→ **What the exercise asks**: Please find all lines containing "TurnOptions" in the listing below and copy them.

________

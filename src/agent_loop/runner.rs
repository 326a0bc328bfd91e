//! The turn loop: completion, tool dispatch, iteration limit.

use std::future::Future;

use chrono::Utc;
use futures::StreamExt;
use tokio_util::sync::CancellationToken;
use tracing::{debug, info, warn};

use super::events::{AgentEvent, EventEmitter};
use crate::agent::{render_system_prompt, Agent};
use crate::error::{ColloquyError, Result};
use crate::provider::format::format_thread;
use crate::provider::{CompletionAccumulator, CompletionRequest, CompletionResponse};
use crate::types::{Message, MessageMetrics, Role, Thread, Timing};

/// Content of the assistant message appended when a turn runs out of tool rounds.
pub const MAX_ITERATIONS_MESSAGE: &str =
    "Maximum tool iteration count reached. Stopping further tool calls.";

/// Content of the tool message answering calls left unrun after an interrupt tool.
pub const INTERRUPTED_CALL_MESSAGE: &str = "Skipped: the turn was interrupted before this call ran.";

#[derive(Clone, Default)]
pub(crate) struct TurnOptions {
    pub(crate) emitter: EventEmitter,
    pub(crate) cancel: Option<CancellationToken>,
    /// Request streamed completions and emit content chunks.
    pub(crate) streaming: bool,
}

impl Agent {
    pub(crate) async fn drive(
        &self,
        thread: &mut Thread,
        options: &TurnOptions,
    ) -> Result<Vec<Message>> {
        let thread_id = thread.id().to_string();
        let cancel = options.cancel.as_ref();

        thread.ensure_system_prompt(&render_system_prompt(
            &self.config,
            Utc::now().date_naive(),
        ));
        cancellable(cancel, self.store_pending_attachments(thread)).await?;

        let mut new_messages = Vec::new();
        let mut iteration = 0;
        loop {
            if iteration >= self.config.max_tool_iterations {
                warn!(
                    thread_id = %thread_id,
                    max = self.config.max_tool_iterations,
                    "tool iteration limit reached"
                );
                let message = Message::assistant(MAX_ITERATIONS_MESSAGE);
                append(thread, message, &mut new_messages, options);
                self.save(thread).await?;
                break;
            }

            debug!(thread_id = %thread_id, iteration, "requesting completion");
            let started = Utc::now();
            let response = cancellable(cancel, self.complete(thread, options)).await?;
            let timing = Timing::between(started, Utc::now());
            debug!(
                thread_id = %thread_id,
                latency_ms = timing.latency_ms,
                tool_calls = response.tool_calls.len(),
                "completion received"
            );

            let tool_calls = response.tool_calls;
            let mut assistant = Message::assistant_with_tool_calls(
                response.content.unwrap_or_default(),
                tool_calls.clone(),
            );
            assistant.record_metrics(MessageMetrics {
                model: response
                    .model
                    .or_else(|| Some(self.config.model_name.clone())),
                timing,
                usage: response.usage,
            });
            append(thread, assistant, &mut new_messages, options);

            if tool_calls.is_empty() {
                self.save(thread).await?;
                break;
            }

            let mut interrupted = false;
            for call in &tool_calls {
                if interrupted {
                    // Every call needs an answer or the next completion is rejected.
                    let skipped = Message::tool(&call.id, call.name(), INTERRUPTED_CALL_MESSAGE)?;
                    append(thread, skipped, &mut new_messages, options);
                    continue;
                }
                debug!(thread_id = %thread_id, tool = %call.name(), call_id = %call.id, "dispatching tool call");
                let message =
                    cancellable(cancel, self.tools.execute(call, Some(&thread_id))).await?;
                append(thread, message, &mut new_messages, options);

                if self.tools.is_interrupt(call.name()) {
                    info!(thread_id = %thread_id, tool = %call.name(), "interrupt tool ran, ending turn");
                    interrupted = true;
                }
            }
            self.save(thread).await?;
            if interrupted {
                break;
            }
            iteration += 1;
        }

        info!(thread_id = %thread_id, new_messages = new_messages.len(), "turn complete");
        Ok(new_messages)
    }

    async fn complete(&self, thread: &Thread, options: &TurnOptions) -> Result<CompletionResponse> {
        let request = CompletionRequest {
            model: self.config.model_name.clone(),
            messages: format_thread(thread, self.file_store.as_deref()),
            tools: self.tools.definitions(),
            temperature: Some(self.config.temperature),
        };
        if !options.streaming {
            return self.provider.complete(&request).await;
        }

        let mut stream = self.provider.stream(&request).await?;
        let mut accumulator = CompletionAccumulator::default();
        while let Some(delta) = stream.next().await {
            let delta = delta?;
            if let Some(text) = &delta.content {
                options.emitter.emit(AgentEvent::ContentChunk { text: text.clone() });
            }
            accumulator.push(&delta);
        }
        Ok(accumulator.finish())
    }

    /// Push pending attachments of the most recent user message into the file store.
    async fn store_pending_attachments(&self, thread: &mut Thread) -> Result<()> {
        let Some(store) = self.file_store.as_deref() else {
            return Ok(());
        };
        let Some(index) = thread.messages().iter().rposition(|m| m.role() == Role::User) else {
            return Ok(());
        };
        for attachment in thread.messages_mut()[index].attachments_mut() {
            attachment.ensure_stored(store).await;
        }
        Ok(())
    }

    async fn save(&self, thread: &Thread) -> Result<()> {
        if let Some(store) = &self.thread_store {
            store.save(thread).await?;
        }
        Ok(())
    }
}

fn append(
    thread: &mut Thread,
    message: Message,
    new_messages: &mut Vec<Message>,
    options: &TurnOptions,
) {
    thread.add_message(message);
    let Some(added) = thread.messages().last() else {
        return;
    };
    new_messages.push(added.clone());
    let message = added.clone();
    options.emitter.emit(match message.role() {
        Role::Tool => AgentEvent::ToolMessage { message },
        _ => AgentEvent::AssistantMessage { message },
    });
}

async fn cancellable<T>(
    cancel: Option<&CancellationToken>,
    fut: impl Future<Output = Result<T>>,
) -> Result<T> {
    match cancel {
        Some(token) => tokio::select! {
            biased;
            _ = token.cancelled() => Err(ColloquyError::Cancelled),
            result = fut => result,
        },
        None => fut.await,
    }
}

________

→ **Response to this task**:
pub(crate) struct TurnOptions {
        options: &TurnOptions,
    async fn complete(&self, thread: &Thread, options: &TurnOptions) -> Result<CompletionResponse> {
    options: &TurnOptions,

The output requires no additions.